What you have to do
Which of the lines below contain the string "Text"? Pull each one out of the data.

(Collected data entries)
********************

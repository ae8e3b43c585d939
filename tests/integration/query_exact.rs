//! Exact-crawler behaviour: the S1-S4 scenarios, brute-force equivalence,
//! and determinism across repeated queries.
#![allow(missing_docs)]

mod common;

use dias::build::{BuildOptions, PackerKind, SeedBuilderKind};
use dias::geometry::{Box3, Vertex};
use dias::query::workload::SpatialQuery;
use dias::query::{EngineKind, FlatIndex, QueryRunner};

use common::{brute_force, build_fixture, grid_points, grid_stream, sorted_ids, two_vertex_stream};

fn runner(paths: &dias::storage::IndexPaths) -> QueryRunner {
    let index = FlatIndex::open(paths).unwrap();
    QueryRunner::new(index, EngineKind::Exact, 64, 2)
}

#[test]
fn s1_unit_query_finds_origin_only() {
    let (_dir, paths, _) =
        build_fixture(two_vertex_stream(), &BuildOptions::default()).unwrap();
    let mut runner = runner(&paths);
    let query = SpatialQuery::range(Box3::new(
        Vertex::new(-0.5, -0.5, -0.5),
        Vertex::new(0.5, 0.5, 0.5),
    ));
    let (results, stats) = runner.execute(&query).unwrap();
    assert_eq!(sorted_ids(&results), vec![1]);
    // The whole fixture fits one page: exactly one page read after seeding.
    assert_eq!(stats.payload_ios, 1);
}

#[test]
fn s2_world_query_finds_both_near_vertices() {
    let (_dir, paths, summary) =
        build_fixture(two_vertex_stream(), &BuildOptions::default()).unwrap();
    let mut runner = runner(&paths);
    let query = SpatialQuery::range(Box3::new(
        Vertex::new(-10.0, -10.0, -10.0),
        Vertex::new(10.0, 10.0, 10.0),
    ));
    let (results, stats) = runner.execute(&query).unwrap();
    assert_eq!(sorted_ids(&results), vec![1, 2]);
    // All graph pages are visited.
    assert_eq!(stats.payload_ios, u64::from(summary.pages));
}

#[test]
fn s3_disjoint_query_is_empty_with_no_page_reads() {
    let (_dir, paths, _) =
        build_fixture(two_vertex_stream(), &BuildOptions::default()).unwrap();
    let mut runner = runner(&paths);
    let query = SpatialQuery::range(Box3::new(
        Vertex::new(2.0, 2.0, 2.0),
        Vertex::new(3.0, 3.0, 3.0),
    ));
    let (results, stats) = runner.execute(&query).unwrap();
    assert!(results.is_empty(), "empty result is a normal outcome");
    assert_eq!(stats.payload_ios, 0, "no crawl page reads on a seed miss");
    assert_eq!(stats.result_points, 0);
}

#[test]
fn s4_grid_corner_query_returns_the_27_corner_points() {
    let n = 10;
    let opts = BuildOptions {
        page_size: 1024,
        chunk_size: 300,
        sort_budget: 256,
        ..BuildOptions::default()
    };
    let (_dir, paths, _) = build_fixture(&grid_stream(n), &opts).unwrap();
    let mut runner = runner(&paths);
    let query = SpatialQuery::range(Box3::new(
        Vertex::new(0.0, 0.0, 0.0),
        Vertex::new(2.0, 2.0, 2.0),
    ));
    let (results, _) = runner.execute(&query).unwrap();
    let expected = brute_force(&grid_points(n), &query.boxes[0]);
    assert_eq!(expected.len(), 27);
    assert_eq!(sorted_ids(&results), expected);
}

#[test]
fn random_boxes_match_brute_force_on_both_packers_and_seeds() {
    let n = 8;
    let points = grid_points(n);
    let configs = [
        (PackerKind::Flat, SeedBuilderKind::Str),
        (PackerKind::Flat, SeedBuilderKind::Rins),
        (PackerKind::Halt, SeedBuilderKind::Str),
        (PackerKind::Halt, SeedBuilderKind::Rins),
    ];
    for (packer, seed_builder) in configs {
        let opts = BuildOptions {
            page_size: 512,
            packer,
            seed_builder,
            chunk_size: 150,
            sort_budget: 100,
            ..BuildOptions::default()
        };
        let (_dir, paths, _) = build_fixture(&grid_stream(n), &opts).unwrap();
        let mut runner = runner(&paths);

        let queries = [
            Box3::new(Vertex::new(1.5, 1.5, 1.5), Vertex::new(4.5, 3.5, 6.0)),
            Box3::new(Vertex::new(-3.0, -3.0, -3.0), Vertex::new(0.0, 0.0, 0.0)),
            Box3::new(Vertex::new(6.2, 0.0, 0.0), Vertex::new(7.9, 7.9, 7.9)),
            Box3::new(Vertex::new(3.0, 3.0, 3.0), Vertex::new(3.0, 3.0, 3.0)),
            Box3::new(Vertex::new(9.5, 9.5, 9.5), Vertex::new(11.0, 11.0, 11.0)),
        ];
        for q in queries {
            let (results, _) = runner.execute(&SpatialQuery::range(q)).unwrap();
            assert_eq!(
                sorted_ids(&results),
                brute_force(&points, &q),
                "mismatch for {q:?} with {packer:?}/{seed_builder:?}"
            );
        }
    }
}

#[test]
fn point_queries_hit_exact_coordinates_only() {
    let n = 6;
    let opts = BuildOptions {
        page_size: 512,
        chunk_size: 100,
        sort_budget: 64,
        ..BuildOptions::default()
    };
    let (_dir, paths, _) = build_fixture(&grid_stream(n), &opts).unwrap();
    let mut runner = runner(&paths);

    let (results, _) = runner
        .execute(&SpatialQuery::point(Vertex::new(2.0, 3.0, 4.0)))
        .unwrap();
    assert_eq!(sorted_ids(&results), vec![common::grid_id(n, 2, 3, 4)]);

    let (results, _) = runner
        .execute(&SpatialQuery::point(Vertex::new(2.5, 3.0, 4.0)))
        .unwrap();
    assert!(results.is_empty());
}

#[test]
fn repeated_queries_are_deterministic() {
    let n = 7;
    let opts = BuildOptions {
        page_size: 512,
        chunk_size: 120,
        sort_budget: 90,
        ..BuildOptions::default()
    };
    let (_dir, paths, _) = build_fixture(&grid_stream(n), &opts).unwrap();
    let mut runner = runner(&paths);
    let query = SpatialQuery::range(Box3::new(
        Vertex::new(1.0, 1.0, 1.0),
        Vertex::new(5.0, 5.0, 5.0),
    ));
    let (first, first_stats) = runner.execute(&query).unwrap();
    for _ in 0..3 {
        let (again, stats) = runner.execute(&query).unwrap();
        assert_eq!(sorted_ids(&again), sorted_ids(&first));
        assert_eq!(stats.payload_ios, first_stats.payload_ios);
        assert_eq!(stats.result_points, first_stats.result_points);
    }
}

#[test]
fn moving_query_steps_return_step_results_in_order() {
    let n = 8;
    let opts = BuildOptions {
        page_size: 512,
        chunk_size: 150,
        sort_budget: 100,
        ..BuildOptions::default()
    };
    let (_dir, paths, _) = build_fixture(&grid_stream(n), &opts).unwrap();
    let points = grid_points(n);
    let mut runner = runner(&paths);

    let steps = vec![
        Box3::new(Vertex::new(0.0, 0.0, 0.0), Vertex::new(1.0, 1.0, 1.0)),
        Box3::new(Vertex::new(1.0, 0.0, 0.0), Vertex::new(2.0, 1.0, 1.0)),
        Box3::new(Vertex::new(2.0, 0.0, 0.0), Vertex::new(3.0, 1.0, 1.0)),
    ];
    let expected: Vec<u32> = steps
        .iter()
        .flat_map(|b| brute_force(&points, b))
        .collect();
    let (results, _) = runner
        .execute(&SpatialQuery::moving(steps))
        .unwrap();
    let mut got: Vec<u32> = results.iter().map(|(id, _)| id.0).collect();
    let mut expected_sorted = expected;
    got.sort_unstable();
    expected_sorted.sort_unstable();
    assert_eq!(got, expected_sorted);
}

********************

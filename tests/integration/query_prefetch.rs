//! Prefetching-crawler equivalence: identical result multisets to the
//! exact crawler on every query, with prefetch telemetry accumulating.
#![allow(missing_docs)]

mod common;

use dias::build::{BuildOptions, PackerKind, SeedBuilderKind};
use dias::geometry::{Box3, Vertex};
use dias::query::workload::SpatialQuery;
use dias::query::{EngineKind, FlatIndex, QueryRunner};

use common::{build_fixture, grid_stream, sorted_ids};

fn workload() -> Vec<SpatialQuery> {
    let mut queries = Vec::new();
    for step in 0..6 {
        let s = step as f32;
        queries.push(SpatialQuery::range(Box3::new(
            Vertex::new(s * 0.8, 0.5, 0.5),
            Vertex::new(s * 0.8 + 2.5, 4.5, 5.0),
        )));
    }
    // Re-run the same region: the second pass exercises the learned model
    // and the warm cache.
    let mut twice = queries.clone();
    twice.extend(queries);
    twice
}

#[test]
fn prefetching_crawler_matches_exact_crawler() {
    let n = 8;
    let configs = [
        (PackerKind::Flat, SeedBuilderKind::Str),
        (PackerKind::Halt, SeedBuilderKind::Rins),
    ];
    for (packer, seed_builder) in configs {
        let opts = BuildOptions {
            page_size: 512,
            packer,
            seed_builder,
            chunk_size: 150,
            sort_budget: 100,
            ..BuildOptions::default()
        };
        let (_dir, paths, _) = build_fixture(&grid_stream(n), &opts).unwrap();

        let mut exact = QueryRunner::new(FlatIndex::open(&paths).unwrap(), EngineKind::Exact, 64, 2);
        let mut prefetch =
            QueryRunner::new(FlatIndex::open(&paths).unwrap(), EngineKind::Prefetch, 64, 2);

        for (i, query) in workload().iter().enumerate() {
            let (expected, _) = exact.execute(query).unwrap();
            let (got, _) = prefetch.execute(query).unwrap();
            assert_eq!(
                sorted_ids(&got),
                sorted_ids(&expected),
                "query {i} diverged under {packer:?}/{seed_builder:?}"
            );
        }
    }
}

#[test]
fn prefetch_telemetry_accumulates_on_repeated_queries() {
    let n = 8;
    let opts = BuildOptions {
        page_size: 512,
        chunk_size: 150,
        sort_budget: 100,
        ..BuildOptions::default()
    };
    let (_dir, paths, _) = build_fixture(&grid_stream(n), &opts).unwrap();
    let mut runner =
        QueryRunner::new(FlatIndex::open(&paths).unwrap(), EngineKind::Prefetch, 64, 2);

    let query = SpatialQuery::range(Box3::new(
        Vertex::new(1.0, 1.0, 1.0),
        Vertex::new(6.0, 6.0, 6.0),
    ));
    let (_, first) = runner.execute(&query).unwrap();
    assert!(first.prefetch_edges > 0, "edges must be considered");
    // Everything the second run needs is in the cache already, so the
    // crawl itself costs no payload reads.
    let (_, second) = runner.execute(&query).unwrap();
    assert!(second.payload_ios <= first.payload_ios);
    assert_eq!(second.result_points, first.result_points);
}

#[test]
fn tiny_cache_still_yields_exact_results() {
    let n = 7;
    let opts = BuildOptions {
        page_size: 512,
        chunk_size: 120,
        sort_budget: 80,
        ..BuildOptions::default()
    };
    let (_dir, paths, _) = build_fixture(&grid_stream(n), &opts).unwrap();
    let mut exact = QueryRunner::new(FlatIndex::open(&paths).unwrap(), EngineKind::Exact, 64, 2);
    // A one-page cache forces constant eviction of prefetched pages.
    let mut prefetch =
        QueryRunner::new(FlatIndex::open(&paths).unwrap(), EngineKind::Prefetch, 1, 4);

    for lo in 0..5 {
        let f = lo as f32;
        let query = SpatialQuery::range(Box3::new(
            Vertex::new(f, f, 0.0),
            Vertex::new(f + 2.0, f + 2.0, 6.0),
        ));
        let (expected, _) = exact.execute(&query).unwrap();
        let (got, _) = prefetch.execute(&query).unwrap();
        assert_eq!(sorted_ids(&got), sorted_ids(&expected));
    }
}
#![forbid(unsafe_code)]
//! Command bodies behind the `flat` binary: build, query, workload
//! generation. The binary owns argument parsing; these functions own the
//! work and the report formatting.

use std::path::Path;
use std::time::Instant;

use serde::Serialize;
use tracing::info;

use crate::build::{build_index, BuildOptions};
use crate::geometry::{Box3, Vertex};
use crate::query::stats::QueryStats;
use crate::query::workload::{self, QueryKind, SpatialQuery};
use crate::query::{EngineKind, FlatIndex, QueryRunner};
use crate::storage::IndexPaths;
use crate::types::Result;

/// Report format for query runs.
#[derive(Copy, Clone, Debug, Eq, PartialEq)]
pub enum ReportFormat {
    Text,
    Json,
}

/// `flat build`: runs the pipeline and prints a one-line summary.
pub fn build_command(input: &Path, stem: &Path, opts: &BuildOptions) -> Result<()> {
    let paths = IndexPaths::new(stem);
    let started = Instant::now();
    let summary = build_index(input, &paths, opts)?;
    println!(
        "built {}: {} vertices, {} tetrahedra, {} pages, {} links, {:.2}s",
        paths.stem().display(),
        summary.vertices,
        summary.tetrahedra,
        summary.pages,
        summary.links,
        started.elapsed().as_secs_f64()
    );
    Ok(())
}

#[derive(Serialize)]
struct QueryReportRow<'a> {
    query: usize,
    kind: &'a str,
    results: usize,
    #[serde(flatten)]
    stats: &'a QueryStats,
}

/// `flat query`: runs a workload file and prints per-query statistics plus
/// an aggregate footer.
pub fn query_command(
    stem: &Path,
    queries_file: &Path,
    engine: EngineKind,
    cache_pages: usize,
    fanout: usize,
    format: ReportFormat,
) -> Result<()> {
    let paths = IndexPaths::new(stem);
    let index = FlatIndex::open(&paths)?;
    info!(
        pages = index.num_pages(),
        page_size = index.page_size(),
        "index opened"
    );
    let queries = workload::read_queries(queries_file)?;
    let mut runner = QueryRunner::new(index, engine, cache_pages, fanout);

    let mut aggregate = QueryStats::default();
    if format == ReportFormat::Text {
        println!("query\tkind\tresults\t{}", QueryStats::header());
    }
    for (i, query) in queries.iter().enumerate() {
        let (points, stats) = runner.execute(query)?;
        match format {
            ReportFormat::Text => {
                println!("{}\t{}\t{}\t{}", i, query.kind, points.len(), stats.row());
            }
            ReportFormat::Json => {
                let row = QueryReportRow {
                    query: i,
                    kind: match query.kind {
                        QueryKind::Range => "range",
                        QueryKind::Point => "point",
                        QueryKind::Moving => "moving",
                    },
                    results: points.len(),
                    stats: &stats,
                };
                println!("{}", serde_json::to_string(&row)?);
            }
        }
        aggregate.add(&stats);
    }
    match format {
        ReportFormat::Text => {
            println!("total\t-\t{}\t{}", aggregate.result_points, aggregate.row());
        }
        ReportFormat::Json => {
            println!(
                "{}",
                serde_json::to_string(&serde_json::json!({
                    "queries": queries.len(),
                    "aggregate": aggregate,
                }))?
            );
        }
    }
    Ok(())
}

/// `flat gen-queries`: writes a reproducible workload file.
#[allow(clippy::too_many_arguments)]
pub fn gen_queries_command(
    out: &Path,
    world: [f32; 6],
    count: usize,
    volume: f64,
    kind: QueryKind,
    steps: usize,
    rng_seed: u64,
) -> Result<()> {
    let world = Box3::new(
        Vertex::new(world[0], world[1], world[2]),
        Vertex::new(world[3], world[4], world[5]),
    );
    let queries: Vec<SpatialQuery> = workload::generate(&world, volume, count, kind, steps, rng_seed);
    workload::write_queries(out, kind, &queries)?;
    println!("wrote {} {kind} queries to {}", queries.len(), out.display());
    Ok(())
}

********************

Reply
    Text,
    if format == ReportFormat::Text {
            ReportFormat::Text => {
        ReportFormat::Text => {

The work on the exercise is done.